***** Dataset records *****

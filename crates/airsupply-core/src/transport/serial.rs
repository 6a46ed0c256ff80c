//! Serial port handling
//!
//! Port discovery and setup for the air-supply controller. Boards show up as
//! CDC-ACM devices (`/dev/ttyACM*`) or behind a USB-UART bridge (`/dev/ttyUSB*`).

use serialport::{SerialPort, SerialPortInfo, SerialPortType};
use tracing::debug;

use super::TransportError;
use crate::config::ChannelConfig;

/// Device node prefixes a controller board appears under, best first
const BOARD_NODES: [&str; 2] = ["ttyACM", "ttyUSB"];

/// A serial port the console can offer
#[derive(Debug, Clone, PartialEq, Eq)]
pub struct PortInfo {
    /// Path or name to pass as `port_name`
    pub name: String,
    /// USB product string, when the enumerator knows it
    pub product: Option<String>,
}

impl From<SerialPortInfo> for PortInfo {
    fn from(info: SerialPortInfo) -> Self {
        let product = match info.port_type {
            SerialPortType::UsbPort(usb) => usb.product,
            _ => None,
        };
        Self {
            name: info.port_name,
            product,
        }
    }
}

/// List serial ports a controller could be attached to, most likely first
pub fn list_ports() -> Vec<PortInfo> {
    let mut ports: Vec<PortInfo> = serialport::available_ports()
        .unwrap_or_default()
        .into_iter()
        .map(PortInfo::from)
        .collect();
    // Without udev the enumerator misses nodes that do exist
    #[cfg(target_os = "linux")]
    ports.extend(board_nodes_in_dev());
    order_ports(&mut ports);
    ports
}

#[cfg(target_os = "linux")]
fn board_nodes_in_dev() -> Vec<PortInfo> {
    let Ok(entries) = std::fs::read_dir("/dev") else {
        return Vec::new();
    };
    entries
        .flatten()
        .filter_map(|entry| entry.file_name().into_string().ok())
        .filter(|node| BOARD_NODES.iter().any(|prefix| node.starts_with(prefix)))
        .map(|node| PortInfo {
            name: format!("/dev/{}", node),
            product: None,
        })
        .collect()
}

/// Board nodes first by prefix and number, then the rest by name. Duplicate
/// names keep the first entry, which carries the enumerator's product string.
fn order_ports(ports: &mut Vec<PortInfo>) {
    fn key(name: &str) -> (usize, usize, &str) {
        let node = name.rsplit('/').next().unwrap_or(name);
        BOARD_NODES
            .iter()
            .enumerate()
            .find_map(|(rank, prefix)| {
                let number = node.strip_prefix(prefix)?;
                Some((rank, number.parse().unwrap_or(usize::MAX), node))
            })
            .unwrap_or((BOARD_NODES.len(), 0, node))
    }

    ports.sort_by(|a, b| key(&a.name).cmp(&key(&b.name)));
    ports.dedup_by(|later, earlier| later.name == earlier.name);
}

/// Open and configure the port named in `config`
pub fn open_port(config: &ChannelConfig) -> Result<Box<dyn SerialPort>, TransportError> {
    debug!(
        port = %config.port_name,
        baud = config.baud_rate,
        "opening air supply port"
    );
    let mut port = serialport::new(&config.port_name, config.baud_rate)
        .timeout(config.read_timeout())
        .open()?;
    configure_port(port.as_mut())?;
    Ok(port)
}

/// Configure 8N1, no flow control, DTR asserted
pub fn configure_port(port: &mut dyn SerialPort) -> Result<(), TransportError> {
    port.set_data_bits(serialport::DataBits::Eight)?;
    port.set_parity(serialport::Parity::None)?;
    port.set_stop_bits(serialport::StopBits::One)?;
    port.set_flow_control(serialport::FlowControl::None)?;

    // Some Arduino-class boards reset when DTR drops; not every driver supports it
    if let Err(e) = port.write_data_terminal_ready(true) {
        debug!("failed to set DTR high: {} (continuing)", e);
    }

    port.clear(serialport::ClearBuffer::All)?;
    Ok(())
}
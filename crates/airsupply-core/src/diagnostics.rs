//! Diagnostic reporting
//!
//! Every sent command, received line, completed response and error is handed
//! to a [`DiagnosticSink`]. The sink is passed explicitly into the transport
//! session and the command channel; there is no global logger inside the
//! library. [`TracingSink`] forwards everything to `tracing`.

use crate::protocol::Response;

/// Receiver for traffic and error reports
pub trait DiagnosticSink: Send + Sync {
    /// A command line was written to the device
    fn command_sent(&self, command: &str);

    /// A non-blank line arrived from the device
    fn line_received(&self, line: &str);

    /// A terminator closed the response of an issued command
    fn response_complete(&self, response: &Response);

    /// A terminated response arrived while no command was outstanding
    fn unsolicited_response(&self, lines: &[String]);

    /// Received bytes were not valid UTF-8 and were replaced
    fn decode_warning(&self, line: &str);

    /// An operation failed; `context` names the operation
    fn error(&self, context: &str, error: &dyn std::error::Error);
}

/// Sink that emits `tracing` events under the `airsupply` target
#[derive(Debug, Clone, Copy, Default)]
pub struct TracingSink;

impl DiagnosticSink for TracingSink {
    fn command_sent(&self, command: &str) {
        tracing::debug!(target: "airsupply", "Sent: {}", command);
    }

    fn line_received(&self, line: &str) {
        tracing::debug!(target: "airsupply", "Received: {}", line);
    }

    fn response_complete(&self, response: &Response) {
        tracing::debug!(
            target: "airsupply",
            cycle = response.cycle,
            "Full Response:\n{}",
            response.lines.join("\n")
        );
    }

    fn unsolicited_response(&self, lines: &[String]) {
        tracing::warn!(
            target: "airsupply",
            "Unsolicited response ({} lines):\n{}",
            lines.len(),
            lines.join("\n")
        );
    }

    fn decode_warning(&self, line: &str) {
        tracing::warn!(target: "airsupply", "Invalid UTF-8 replaced in line: {}", line);
    }

    fn error(&self, context: &str, error: &dyn std::error::Error) {
        tracing::error!(target: "airsupply", "Error {}: {}", context, error);
    }
}

#[cfg(test)]
pub(crate) mod testing {
    use super::*;
    use std::sync::Mutex;

    /// Sink that records every report for assertions
    #[derive(Default)]
    pub(crate) struct RecordingSink {
        events: Mutex<Vec<(&'static str, String)>>,
    }

    impl RecordingSink {
        fn record(&self, kind: &'static str, text: String) {
            self.events.lock().unwrap().push((kind, text));
        }

        fn of_kind(&self, kind: &str) -> Vec<String> {
            self.events
                .lock()
                .unwrap()
                .iter()
                .filter(|(k, _)| *k == kind)
                .map(|(_, text)| text.clone())
                .collect()
        }

        pub(crate) fn completed(&self) -> Vec<String> {
            self.of_kind("complete")
        }

        pub(crate) fn unsolicited(&self) -> Vec<String> {
            self.of_kind("unsolicited")
        }

        pub(crate) fn decode_warnings(&self) -> Vec<String> {
            self.of_kind("decode")
        }
    }

    impl DiagnosticSink for RecordingSink {
        fn command_sent(&self, command: &str) {
            self.record("sent", command.to_string());
        }

        fn line_received(&self, line: &str) {
            self.record("received", line.to_string());
        }

        fn response_complete(&self, response: &Response) {
            self.record("complete", response.lines.join("|"));
        }

        fn unsolicited_response(&self, lines: &[String]) {
            self.record("unsolicited", lines.join("|"));
        }

        fn decode_warning(&self, line: &str) {
            self.record("decode", line.to_string());
        }

        fn error(&self, context: &str, error: &dyn std::error::Error) {
            self.record("error", format!("{}: {}", context, error));
        }
    }
}
//! Response framing
//!
//! A reply is any number of text lines closed by a line reading `OK`.

use serde::{Deserialize, Serialize};

use super::TERMINATOR;

/// A complete reply to one issued command
#[derive(Debug, Clone, PartialEq, Eq, Serialize, Deserialize)]
pub struct Response {
    /// 1-based sequence number of the command this answers
    pub cycle: u64,
    /// Reply lines in arrival order, blank lines and the terminator excluded
    pub lines: Vec<String>,
}

impl Response {
    /// Look up `KEY=VALUE` style fields in the reply (e.g. `P=101`)
    pub fn field(&self, key: &str) -> Option<&str> {
        self.lines.iter().find_map(|line| {
            let (k, v) = line.split_once('=')?;
            (k.trim() == key).then(|| v.trim())
        })
    }
}

/// Accumulates lines until the terminator shows up
#[derive(Debug, Default)]
pub struct ResponseAssembler {
    buffer: Vec<String>,
}

impl ResponseAssembler {
    pub fn new() -> Self {
        Self::default()
    }

    /// Feed one received line.
    ///
    /// Returns the finished reply body when `line` is the terminator; the
    /// internal buffer is empty again afterwards.
    pub fn push_line(&mut self, line: &str) -> Option<Vec<String>> {
        let line = line.trim();
        if line.is_empty() {
            return None;
        }
        if line == TERMINATOR {
            return Some(std::mem::take(&mut self.buffer));
        }
        self.buffer.push(line.to_string());
        None
    }

    /// Drop a half-received reply, returning how many lines were discarded
    pub fn abandon(&mut self) -> usize {
        let dropped = self.buffer.len();
        self.buffer.clear();
        dropped
    }

    /// Lines collected since the last terminator
    pub fn pending_lines(&self) -> usize {
        self.buffer.len()
    }
}

#[cfg(test)]
mod tests {
    use super::*;
    use pretty_assertions::assert_eq;

    #[test]
    fn test_pressure_reply() {
        let mut assembler = ResponseAssembler::new();
        assert_eq!(assembler.push_line("P=101"), None);
        assert_eq!(assembler.push_line("T=22"), None);
        assert_eq!(
            assembler.push_line("OK"),
            Some(vec!["P=101".to_string(), "T=22".to_string()])
        );
        assert_eq!(assembler.pending_lines(), 0);
    }

    #[test]
    fn test_blank_lines_dropped() {
        let mut assembler = ResponseAssembler::new();
        assembler.push_line("");
        assembler.push_line("   ");
        assembler.push_line("A");
        assert_eq!(assembler.pending_lines(), 1);
        assert_eq!(assembler.push_line("OK"), Some(vec!["A".to_string()]));
    }

    #[test]
    fn test_terminator_matched_after_trim() {
        let mut assembler = ResponseAssembler::new();
        assert_eq!(assembler.push_line(" OK \r"), Some(vec![]));
        // Only an exact match terminates
        assert_eq!(assembler.push_line("OK!"), None);
        assert_eq!(assembler.push_line("ok"), None);
        assert_eq!(assembler.pending_lines(), 2);
    }

    #[test]
    fn test_consecutive_replies_are_independent() {
        let mut assembler = ResponseAssembler::new();
        assembler.push_line("first");
        assert_eq!(assembler.push_line("OK"), Some(vec!["first".to_string()]));
        assembler.push_line("second");
        assert_eq!(assembler.push_line("OK"), Some(vec!["second".to_string()]));
    }

    #[test]
    fn test_abandon() {
        let mut assembler = ResponseAssembler::new();
        assembler.push_line("P=1");
        assembler.push_line("T=");
        assert_eq!(assembler.abandon(), 2);
        assert_eq!(assembler.push_line("OK"), Some(vec![]));
    }

    #[test]
    fn test_response_field() {
        let response = Response {
            cycle: 1,
            lines: vec!["P=101".to_string(), "T = 22".to_string(), "mode simple".to_string()],
        };
        assert_eq!(response.field("P"), Some("101"));
        assert_eq!(response.field("T"), Some("22"));
        assert_eq!(response.field("mode"), None);
    }
}
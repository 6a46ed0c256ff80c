//! Air-supply command protocol
//!
//! Plain text over the serial line: one command per line out, any number of
//! reply lines back, closed by a line reading `OK`.

mod channel;
pub mod commands;
mod error;
mod response;

pub use channel::{ChannelState, CommandChannel};
pub use commands::{AirCommand, Command, Parameter};
pub use error::ProtocolError;
pub use response::{Response, ResponseAssembler};

/// Line that ends every reply
pub const TERMINATOR: &str = "OK";

/// Default bound on waiting for a reply in milliseconds
pub const DEFAULT_RESPONSE_TIMEOUT_MS: u64 = 5000;
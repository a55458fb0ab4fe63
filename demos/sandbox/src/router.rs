use glam::Vec2;
use physbox_engine::{InputEvent, Key, MouseButton};

use crate::session::{SELECT_BRUSH, SELECT_CIRCLE, SELECT_LABEL, SELECT_SEGMENT};

/// Bodies a single click can create.
#[derive(Debug, Clone, Copy, PartialEq, Eq)]
pub enum SpawnKind {
    Circle,
    Segment,
    Polygon { sides: u8 },
    HollowCircle,
    LabeledBox,
}

/// What one input event asks the sandbox to do.
#[derive(Debug, Clone, Copy, PartialEq)]
pub enum Action {
    Quit,
    Spawn { kind: SpawnKind, at: Vec2 },
    BeginFreeform(Vec2),
    EndFreeform,
    BeginWall(Vec2),
    EndWall,
    AdjustRadius(f32),
    FullReset,
    AppendWatermark(char),
    Select(u8),
}

/// Map one event to an action, given the active selector.
/// Events with no meaning in the sandbox map to `None`.
pub fn route(event: &InputEvent, selector: u8) -> Option<Action> {
    match *event {
        InputEvent::Quit => Some(Action::Quit),
        InputEvent::ButtonDown { button, x, y } => {
            let at = Vec2::new(x, y);
            match button {
                MouseButton::Primary => primary_down(selector, at),
                MouseButton::Secondary => Some(Action::BeginWall(at)),
                MouseButton::Middle => Some(Action::Spawn {
                    kind: SpawnKind::HollowCircle,
                    at,
                }),
                MouseButton::Other(_) => None,
            }
        }
        InputEvent::ButtonUp { button, .. } => match button {
            MouseButton::Primary => Some(Action::EndFreeform),
            MouseButton::Secondary => Some(Action::EndWall),
            _ => None,
        },
        InputEvent::Wheel { delta } => Some(Action::AdjustRadius(delta)),
        InputEvent::KeyDown { key } => match key {
            Key::Space => Some(Action::FullReset),
            Key::Letter(c) => Some(Action::AppendWatermark(c)),
            Key::Digit(d) => Some(Action::Select(d)),
            Key::Other(_) => None,
        },
        InputEvent::PointerMove { .. } | InputEvent::KeyUp { .. } => None,
    }
}

fn primary_down(selector: u8, at: Vec2) -> Option<Action> {
    let kind = match selector {
        SELECT_BRUSH => return Some(Action::BeginFreeform(at)),
        SELECT_CIRCLE => SpawnKind::Circle,
        SELECT_SEGMENT => SpawnKind::Segment,
        SELECT_LABEL => SpawnKind::LabeledBox,
        sides @ 3..=8 => SpawnKind::Polygon { sides },
        _ => return None,
    };
    Some(Action::Spawn { kind, at })
}

#[cfg(test)]
mod tests {
    use super::*;

    fn down(button: MouseButton) -> InputEvent {
        InputEvent::ButtonDown {
            button,
            x: 12.0,
            y: 34.0,
        }
    }

    const AT: Vec2 = Vec2::new(12.0, 34.0);

    #[test]
    fn primary_click_follows_selector() {
        let click = down(MouseButton::Primary);
        assert_eq!(route(&click, 0), Some(Action::BeginFreeform(AT)));
        assert_eq!(
            route(&click, 1),
            Some(Action::Spawn { kind: SpawnKind::Circle, at: AT })
        );
        assert_eq!(
            route(&click, 2),
            Some(Action::Spawn { kind: SpawnKind::Segment, at: AT })
        );
        for sides in 3..=8 {
            assert_eq!(
                route(&click, sides),
                Some(Action::Spawn { kind: SpawnKind::Polygon { sides }, at: AT })
            );
        }
        assert_eq!(
            route(&click, 9),
            Some(Action::Spawn { kind: SpawnKind::LabeledBox, at: AT })
        );
        assert_eq!(route(&click, 10), None);
    }

    #[test]
    fn buttons_map_to_strokes() {
        assert_eq!(route(&down(MouseButton::Secondary), 4), Some(Action::BeginWall(AT)));
        let up = |button| InputEvent::ButtonUp { button, x: 0.0, y: 0.0 };
        assert_eq!(route(&up(MouseButton::Primary), 4), Some(Action::EndFreeform));
        assert_eq!(route(&up(MouseButton::Secondary), 0), Some(Action::EndWall));
        assert_eq!(route(&up(MouseButton::Middle), 0), None);
        assert_eq!(
            route(&down(MouseButton::Middle), 1),
            Some(Action::Spawn { kind: SpawnKind::HollowCircle, at: AT })
        );
        assert_eq!(route(&down(MouseButton::Other(3)), 1), None);
    }

    #[test]
    fn keys_and_wheel() {
        let key = |key| InputEvent::KeyDown { key };
        assert_eq!(route(&key(Key::Space), 1), Some(Action::FullReset));
        assert_eq!(route(&key(Key::Letter('Q')), 1), Some(Action::AppendWatermark('Q')));
        assert_eq!(route(&key(Key::Digit(7)), 1), Some(Action::Select(7)));
        assert_eq!(route(&key(Key::from_code(27)), 1), None, "escape is unbound");
        assert_eq!(route(&InputEvent::KeyUp { key: Key::Space }, 1), None);
        assert_eq!(route(&InputEvent::Wheel { delta: -1.0 }, 1), Some(Action::AdjustRadius(-1.0)));
        assert_eq!(route(&InputEvent::Quit, 1), Some(Action::Quit));
        assert_eq!(route(&InputEvent::PointerMove { x: 1.0, y: 1.0 }, 1), None);
    }
}
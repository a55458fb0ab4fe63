use serde::{Deserialize, Serialize};

/// Unique identifier for an entity in the scene.
#[derive(Debug, Clone, Copy, PartialEq, Eq, Hash, Serialize)]
pub struct EntityId(pub u32);

/// 8-bit RGBA color.
#[derive(Debug, Clone, Copy, PartialEq, Eq, Serialize, Deserialize)]
pub struct Color {
    pub r: u8,
    pub g: u8,
    pub b: u8,
    pub a: u8,
}

impl Color {
    pub const BLACK: Color = Color::rgb(0, 0, 0);
    pub const WHITE: Color = Color::rgb(255, 255, 255);
    pub const GOLD: Color = Color::rgb(255, 215, 0);

    pub const fn rgb(r: u8, g: u8, b: u8) -> Self {
        Self { r, g, b, a: 255 }
    }
}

*****

# [Work required]
Search the data for the string "TracingSink". List each line that has it.

# [Exercise response]
//! library. [`TracingSink`] forwards everything to `tracing`.
pub struct TracingSink;
impl DiagnosticSink for TracingSink {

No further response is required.